I am fairly new to C#. I have been a C++ programming using MFC and other similar frameworks for the last 20 years, but the switch to c# has been fairly easy. Computer languages are like hammers; you can go to the store and buy a bigger one or a smaller one, or one in a different color, but they are all still the same tool doing the same job. That is, until you add streams, asynchronous programming, and other features, that are part of the application framework, not the computer language.

“An await expression does not block the thread on which it is executing. Instead, it causes the compiler to sign up the rest of the async method as a continuation on the awaited task. Control then returns to the caller of the async method. When the task completes, it invokes its continuation, and execution of the async method resumes where it left off.”

The asynchronous programming paradigm has given me trouble for the last few days. I am porting Windows Phone code to a WinRT app and reading and writing files is a pain in the butt. IN the old days, code looked like this (Pseudo-code follows):

Open File;
Write Bytes to File;
Close File;

The file close is not really needed when using a file object because the object destructor will close the file. That reduces this down to two lines of code. Sure, there should be some error checking. The point is, it’s not a lot of code. Code in C# for WinRT, if a synchronous file write is needed, will look something like this:

Open File in Local Storage;
Wait for That Open Operation to Finish;
Create Write Stream;
Wait for That Write Stream Operation to Finish;
Write Bytes to Stream;
Wait for That Write Operation To Finish;

There is no file close operation. I’m still trying to understand the reasoning for the missing Close() method.

The problem for the programming is that every line of code requires time and money to write and also time and money to maintain. More lines of code adds up to more costs. Every line is, of course, a potential bug.

It was not until today when I read that “An await expression does not block…” quote on the linked page, that I understood what’s going on. The await expression is really a return expression that tells the compiler to start the given method (no one calls them functions anymore?) in a background thread of some sort, and then return to the caller. The code within the same outer method, that comes after the await expression, is queued in some way to run after the awaited method completes.

It’s all very clever. Clever is also expensive to maintain.

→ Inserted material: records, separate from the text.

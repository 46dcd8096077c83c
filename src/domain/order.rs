use chrono::{DateTime, Utc};
use rust_decimal::Decimal;
use serde::{Deserialize, Serialize};
use uuid::Uuid;

use super::ContractSide;

/// Order status as reported by the exchange
#[derive(Debug, Clone, Copy, PartialEq, Eq, Serialize, Deserialize)]
#[serde(rename_all = "lowercase")]
pub enum OrderStatus {
    /// Resting on the book
    Resting,
    /// Fully executed
    Executed,
    /// Cancelled before fill
    Canceled,
    /// Rejected by the exchange
    Rejected,
}

impl OrderStatus {
    pub fn is_terminal(&self) -> bool {
        matches!(
            self,
            OrderStatus::Executed | OrderStatus::Canceled | OrderStatus::Rejected
        )
    }
}

/// Limit order request for one binary contract market. Price is the limit
/// in integer cents for the chosen side.
#[derive(Debug, Clone, Serialize, Deserialize)]
pub struct OrderRequest {
    pub client_order_id: String,
    pub ticker: String,
    pub side: ContractSide,
    pub count: u32,
    pub limit_cents: u32,
}

impl OrderRequest {
    pub fn buy_no(ticker: String, count: u32, limit_cents: u32) -> Self {
        Self {
            client_order_id: Uuid::new_v4().to_string(),
            ticker,
            side: ContractSide::No,
            count,
            limit_cents,
        }
    }

    /// Dollar cost if fully filled at the limit
    pub fn cost(&self) -> Decimal {
        Decimal::from(self.count) * Decimal::from(self.limit_cents) / Decimal::from(100)
    }
}

/// Exchange acknowledgement for a submitted order
#[derive(Debug, Clone, Serialize, Deserialize)]
pub struct OrderReceipt {
    pub order_id: String,
    pub client_order_id: String,
    pub status: OrderStatus,
    pub submitted_at: DateTime<Utc>,
    /// True when the order never left this process (dry run)
    pub dry_run: bool,
}

/// A fully sized trade with the model context that produced it, carried
/// from the decision engine to the order path and the trade log.
#[derive(Debug, Clone, PartialEq, Serialize, Deserialize)]
pub struct TradePlan {
    pub asset: String,
    pub ticker: String,
    pub side: ContractSide,
    pub contracts: u32,
    pub limit_cents: u32,
    /// Modelled win probability for the side being bought
    pub model_prob: f64,
    /// Market-implied probability at the ask
    pub market_prob: f64,
    /// Model minus market, percentage points
    pub edge_pct: f64,
    /// Clamped Kelly fraction actually used
    pub kelly_fraction: f64,
    /// Dollar stake at the limit price
    pub stake: Decimal,
    pub bankroll: Decimal,
    pub spot_price: Decimal,
    /// Scaled volatility the model used, pct
    pub scaled_vol_pct: f64,
    pub settlement_time: DateTime<Utc>,
}

impl TradePlan {
    pub fn to_order(&self) -> OrderRequest {
        OrderRequest {
            client_order_id: Uuid::new_v4().to_string(),
            ticker: self.ticker.clone(),
            side: self.side,
            count: self.contracts,
            limit_cents: self.limit_cents,
        }
    }

    /// Profit if the side settles in the money, before fees
    pub fn profit_if_win(&self) -> Decimal {
        Decimal::from(self.contracts) * Decimal::from(100 - self.limit_cents.min(100))
            / Decimal::from(100)
    }
}

#[cfg(test)]
mod tests {
    use super::*;
    use rust_decimal_macros::dec;

    #[test]
    fn test_order_cost() {
        let order = OrderRequest::buy_no("KXBTCD-TEST".to_string(), 10, 70);
        assert_eq!(order.cost(), dec!(7.00));
        assert_eq!(order.side, ContractSide::No);
    }

    #[test]
    fn test_plan_profit_if_win() {
        let plan = TradePlan {
            asset: "BTC".to_string(),
            ticker: "KXBTCD-TEST".to_string(),
            side: ContractSide::No,
            contracts: 10,
            limit_cents: 70,
            model_prob: 0.85,
            market_prob: 0.70,
            edge_pct: 15.0,
            kelly_fraction: 0.25,
            stake: dec!(7.00),
            bankroll: dec!(100),
            spot_price: dec!(112000),
            scaled_vol_pct: 0.42,
            settlement_time: Utc::now(),
        };

        // 10 contracts * 30c upside
        assert_eq!(plan.profit_if_win(), dec!(3.00));
        let order = plan.to_order();
        assert_eq!(order.count, 10);
        assert_eq!(order.limit_cents, 70);
    }

    #[test]
    fn test_status_terminal() {
        assert!(OrderStatus::Executed.is_terminal());
        assert!(!OrderStatus::Resting.is_terminal());
    }
}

Here is a real-world example of some of the code that I’m porting at the moment. It’s not done, but this first pass shows what’s going on:

public async Task AddPhoto( WriteableBitmap Bitmap )

	{
	string MyFile = GetNewPhotoFileName();

	// Create a file and open a stream to it, all synchronously. After all, this code is already in a non-UI thread.
	StorageFile file = await ApplicationData.Current.LocalFolder.CreateFileAsync(MyFile, CreationCollisionOption.ReplaceExisting);
	IRandomAccessStream filestream = await file.OpenAsync(FileAccessMode.ReadWrite);
	BitmapEncoder encoder = await BitmapEncoder.CreateAsync( BitmapEncoder.JpegEncoderId, filestream );
	...

Here is the first chunk of code within a method that saves a WriteableBitmap object to a file. The AddPhoto method is marked as being asynchronous. This means that the caller must also be asynchronous or it must not have an await operator applied to the method call. I’m still trying to figure out the best way to deal with this because calling one of these asynchronous methods without an await, and without getting the task object that is returned from the function, produces a warning message when the code is compiled.

Anyhow, a call to this method results in the code returning execution to the caller at the first await operation. That CreateFileAsync() call runs in some other thread. All of the code in this method after that line (7) is scheduled to run in the background thread after the CreateFileAsync() call is finished. Each subsequent await operation works in the same way.

This could be written as synchronous code by getting back the Task object that is returned by each async method and then using it to wait for the method to complete before executing more code.

One final thought is that most of my code performing this type of function is already in a background thread. There should have been a way for the compiler to know this or for me to tell it this. Then all of the calls could have been synchronous and easier to code. The only reason to ever return to the caller immediately is if the caller happens to be code executing in the user interface thread.

I am still learning this and some of this post information might be incorrect. I don’t ever expect to be an expert, but I do hope to be proficient at writing code that works correctly. Now I just need to create my own synchronous file handling class to bypass all of this async stuff.

And don’t get me started on all of this stream crap. I don’t care about streams, I just want to open a file and write to it. Adding the create-stream step is just a waste of space in the source code.